◆ Task objective
Please copy each line of the records below that includes the word "prepared".

(Items from a dataset)
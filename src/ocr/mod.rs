pub mod engine;
pub mod error;
pub mod health;
pub mod preprocess;

use std::path::PathBuf;
use std::sync::Arc;
use std::time::{Duration, Instant};
use tokio::sync::{OwnedSemaphorePermit, Semaphore};

use crate::config::Config;
use crate::ocr::engine::{EngineHealth, OcrEngine};
use crate::ocr::error::OcrError;
use crate::utils::{files, text};

/// Returned instead of an empty string when recognition finds nothing
pub const NO_TEXT_MESSAGE: &str = "No text could be extracted from the image.";

/// Configuration for the OCR service
#[derive(Debug, Clone)]
pub struct OcrConfig {
    /// Temporary directory for preprocessed images
    pub temp_dir: String,
    pub default_language: String,
    pub concurrent_jobs: usize,
    pub timeout: Duration,
}

impl From<&Config> for OcrConfig {
    fn from(config: &Config) -> Self {
        Self {
            temp_dir: config.temp_dir.clone(),
            default_language: config.ocr_language.clone(),
            concurrent_jobs: config.concurrent_ocr_jobs,
            timeout: config.ocr_timeout(),
        }
    }
}

#[derive(Debug, Clone)]
pub struct OcrOutcome {
    /// Recognized text, or [`NO_TEXT_MESSAGE`] when nothing was found
    pub text: String,
    pub word_count: usize,
    pub has_text: bool,
    pub processing_time_ms: u64,
}

pub struct OcrService {
    engine: Arc<dyn OcrEngine>,
    temp_dir: PathBuf,
    default_language: String,
    permits: Arc<Semaphore>,
    timeout: Duration,
}

impl OcrService {
    pub fn new(engine: Arc<dyn OcrEngine>, config: OcrConfig) -> Self {
        Self {
            engine,
            temp_dir: PathBuf::from(config.temp_dir),
            default_language: config.default_language,
            permits: Arc::new(Semaphore::new(config.concurrent_jobs.max(1))),
            timeout: config.timeout,
        }
    }

    /// Create the OCR service with the engine selected at compile time
    pub fn new_with_config(config: &Config) -> Self {
        #[cfg(feature = "ocr")]
        let engine: Arc<dyn OcrEngine> =
            Arc::new(engine::TesseractLibEngine::new(config.ocr_language.clone()));

        #[cfg(not(feature = "ocr"))]
        let engine: Arc<dyn OcrEngine> = Arc::new(engine::TesseractCliEngine::new());

        Self::new(engine, OcrConfig::from(config))
    }

    pub fn engine_name(&self) -> &'static str {
        self.engine.name()
    }

    pub fn default_language(&self) -> &str {
        &self.default_language
    }

    pub async fn health(&self) -> Result<EngineHealth, OcrError> {
        self.engine.health().await
    }

    /// Validate an uploaded image, preprocess it and run recognition.
    pub async fn extract_from_bytes(
        &self,
        filename: &str,
        content_type: &str,
        data: &[u8],
        lang: Option<&str>,
    ) -> Result<OcrOutcome, OcrError> {
        let started = Instant::now();
        let lang = lang.unwrap_or(self.default_language.as_str());

        if data.is_empty() {
            return Err(OcrError::InvalidImageFormat {
                details: "uploaded file is empty".to_string(),
            });
        }
        if !files::is_image_upload(filename, content_type) {
            return Err(OcrError::InvalidImageFormat {
                details: format!("unsupported file type '{}', please upload an image", content_type),
            });
        }
        if files::sniff_image_type(data).is_none() {
            return Err(OcrError::InvalidImageFormat {
                details: "file content is not a recognised image format".to_string(),
            });
        }
        health::validate_language_syntax(lang)?;

        let permit = Arc::clone(&self.permits)
            .acquire_owned()
            .await
            .map_err(|e| OcrError::RecognitionFailed {
                details: format!("OCR queue closed: {}", e),
            })?;

        let owned = data.to_vec();
        let temp_dir = self.temp_dir.clone();
        let prepared = tokio::task::spawn_blocking(move || preprocess::prepare_image(&owned, &temp_dir))
            .await
            .map_err(|e| OcrError::RecognitionFailed {
                details: format!("image preprocessing aborted: {}", e),
            })??;

        tracing::debug!(
            "Running {} on {} ({}x{}, lang={})",
            self.engine.name(),
            filename,
            prepared.width,
            prepared.height,
            lang
        );

        let recognition = self.engine.recognize(prepared.path(), lang, permit);
        let raw = tokio::time::timeout(self.timeout, recognition)
            .await
            .map_err(|_| OcrError::Timeout {
                seconds: self.timeout.as_secs(),
            })??;
        drop(prepared);

        let cleaned = text::normalize_whitespace(&raw);
        let processing_time_ms = started.elapsed().as_millis() as u64;

        if cleaned.is_empty() {
            tracing::info!("No text found in {} ({}ms)", filename, processing_time_ms);
            return Ok(OcrOutcome {
                text: NO_TEXT_MESSAGE.to_string(),
                word_count: 0,
                has_text: false,
                processing_time_ms,
            });
        }

        let word_count = text::word_count(&cleaned);
        tracing::info!(
            "Extracted {} words from {} in {}ms",
            word_count,
            filename,
            processing_time_ms
        );

        Ok(OcrOutcome {
            text: cleaned,
            word_count,
            has_text: true,
            processing_time_ms,
        })
    }
}

#[cfg(test)]
mod tests {
    use super::*;
    use async_trait::async_trait;
    use image::{ImageFormat, RgbImage};
    use std::io::Cursor;
    use std::path::Path;

    struct FixedEngine(&'static str);

    #[async_trait]
    impl OcrEngine for FixedEngine {
        fn name(&self) -> &'static str {
            "fixed"
        }

        async fn recognize(
            &self,
            image_path: &Path,
            _lang: &str,
            _permit: OwnedSemaphorePermit,
        ) -> Result<String, OcrError> {
            assert!(image_path.exists(), "preprocessed image should exist during recognition");
            Ok(self.0.to_string())
        }

        async fn health(&self) -> Result<EngineHealth, OcrError> {
            Ok(EngineHealth::default())
        }
    }

    struct SlowEngine;

    #[async_trait]
    impl OcrEngine for SlowEngine {
        fn name(&self) -> &'static str {
            "slow"
        }

        async fn recognize(
            &self,
            _image_path: &Path,
            _lang: &str,
            _permit: OwnedSemaphorePermit,
        ) -> Result<String, OcrError> {
            tokio::time::sleep(Duration::from_secs(5)).await;
            Ok(String::new())
        }

        async fn health(&self) -> Result<EngineHealth, OcrError> {
            Ok(EngineHealth::default())
        }
    }

    /// Mimics libtesseract: uninterruptible work on the blocking pool.
    struct BlockingEngine(Duration);

    #[async_trait]
    impl OcrEngine for BlockingEngine {
        fn name(&self) -> &'static str {
            "blocking"
        }

        async fn recognize(
            &self,
            _image_path: &Path,
            _lang: &str,
            permit: OwnedSemaphorePermit,
        ) -> Result<String, OcrError> {
            let busy = self.0;
            tokio::task::spawn_blocking(move || {
                let _permit = permit;
                std::thread::sleep(busy);
                Ok(String::new())
            })
            .await
            .map_err(|e| OcrError::RecognitionFailed { details: e.to_string() })?
        }

        async fn health(&self) -> Result<EngineHealth, OcrError> {
            Ok(EngineHealth::default())
        }
    }

    fn service(engine: Arc<dyn OcrEngine>, temp_dir: &Path, timeout: Duration) -> OcrService {
        OcrService::new(
            engine,
            OcrConfig {
                temp_dir: temp_dir.to_string_lossy().into_owned(),
                default_language: "eng".to_string(),
                concurrent_jobs: 1,
                timeout,
            },
        )
    }

    fn white_png() -> Vec<u8> {
        let img = RgbImage::from_pixel(120, 60, image::Rgb([255, 255, 255]));
        let mut bytes = Vec::new();
        img.write_to(&mut Cursor::new(&mut bytes), ImageFormat::Png).unwrap();
        bytes
    }

    #[tokio::test]
    async fn test_extract_normalizes_text_and_removes_temp_file() {
        let temp = tempfile::tempdir().unwrap();
        let ocr = service(Arc::new(FixedEngine("  Hello   World \n\n\n\nThis is a test ")), temp.path(), Duration::from_secs(5));

        let outcome = ocr.extract_from_bytes("test.png", "image/png", &white_png(), None).await.unwrap();
        assert_eq!(outcome.text, "Hello World\n\nThis is a test");
        assert_eq!(outcome.word_count, 6);
        assert!(outcome.has_text);
        assert_eq!(std::fs::read_dir(temp.path()).unwrap().count(), 0);
    }

    #[tokio::test]
    async fn test_blank_result_uses_no_text_message() {
        let temp = tempfile::tempdir().unwrap();
        let ocr = service(Arc::new(FixedEngine(" \n ")), temp.path(), Duration::from_secs(5));

        let outcome = ocr.extract_from_bytes("blank.jpg", "image/jpeg", &white_png(), None).await.unwrap();
        assert_eq!(outcome.text, NO_TEXT_MESSAGE);
        assert!(!outcome.has_text);
        assert_eq!(outcome.word_count, 0);
    }

    #[tokio::test]
    async fn test_rejects_text_files() {
        let temp = tempfile::tempdir().unwrap();
        let ocr = service(Arc::new(FixedEngine("unused")), temp.path(), Duration::from_secs(5));

        let err = ocr
            .extract_from_bytes("test.txt", "text/plain", b"This is not an image", None)
            .await
            .unwrap_err();
        assert!(matches!(err, OcrError::InvalidImageFormat { .. }));

        // Declared as an image but the bytes say otherwise
        let err = ocr
            .extract_from_bytes("test.jpg", "image/jpeg", b"fake image data", None)
            .await
            .unwrap_err();
        assert!(matches!(err, OcrError::InvalidImageFormat { .. }));
    }

    #[tokio::test]
    async fn test_rejects_malformed_language() {
        let temp = tempfile::tempdir().unwrap();
        let ocr = service(Arc::new(FixedEngine("unused")), temp.path(), Duration::from_secs(5));

        let err = ocr
            .extract_from_bytes("test.png", "image/png", &white_png(), Some("eng;ls"))
            .await
            .unwrap_err();
        assert!(matches!(err, OcrError::InvalidLanguage { .. }));
    }

    #[tokio::test]
    async fn test_slow_engine_times_out_and_cleans_up() {
        let temp = tempfile::tempdir().unwrap();
        let ocr = service(Arc::new(SlowEngine), temp.path(), Duration::from_millis(50));

        let err = ocr.extract_from_bytes("test.png", "image/png", &white_png(), None).await.unwrap_err();
        assert!(matches!(err, OcrError::Timeout { .. }));
        assert_eq!(std::fs::read_dir(temp.path()).unwrap().count(), 0);
    }

    #[tokio::test]
    async fn test_timed_out_blocking_work_keeps_its_slot() {
        let temp = tempfile::tempdir().unwrap();
        let ocr = service(
            Arc::new(BlockingEngine(Duration::from_millis(500))),
            temp.path(),
            Duration::from_millis(50),
        );

        let err = ocr.extract_from_bytes("test.png", "image/png", &white_png(), None).await.unwrap_err();
        assert!(matches!(err, OcrError::Timeout { .. }));

        // The abandoned blocking call is still running and still counts against the limit
        assert_eq!(ocr.permits.available_permits(), 0);

        tokio::time::timeout(Duration::from_secs(5), async {
            while ocr.permits.available_permits() == 0 {
                tokio::time::sleep(Duration::from_millis(20)).await;
            }
        })
        .await
        .expect("slot should be released once the blocking call returns");
        assert_eq!(ocr.permits.available_permits(), 1);
    }
}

◆ Answer to the exercise
        let prepared = tokio::task::spawn_blocking(move || preprocess::prepare_image(&owned, &temp_dir))
            prepared.width,
            prepared.height,
        let recognition = self.engine.recognize(prepared.path(), lang, permit);
        drop(prepared);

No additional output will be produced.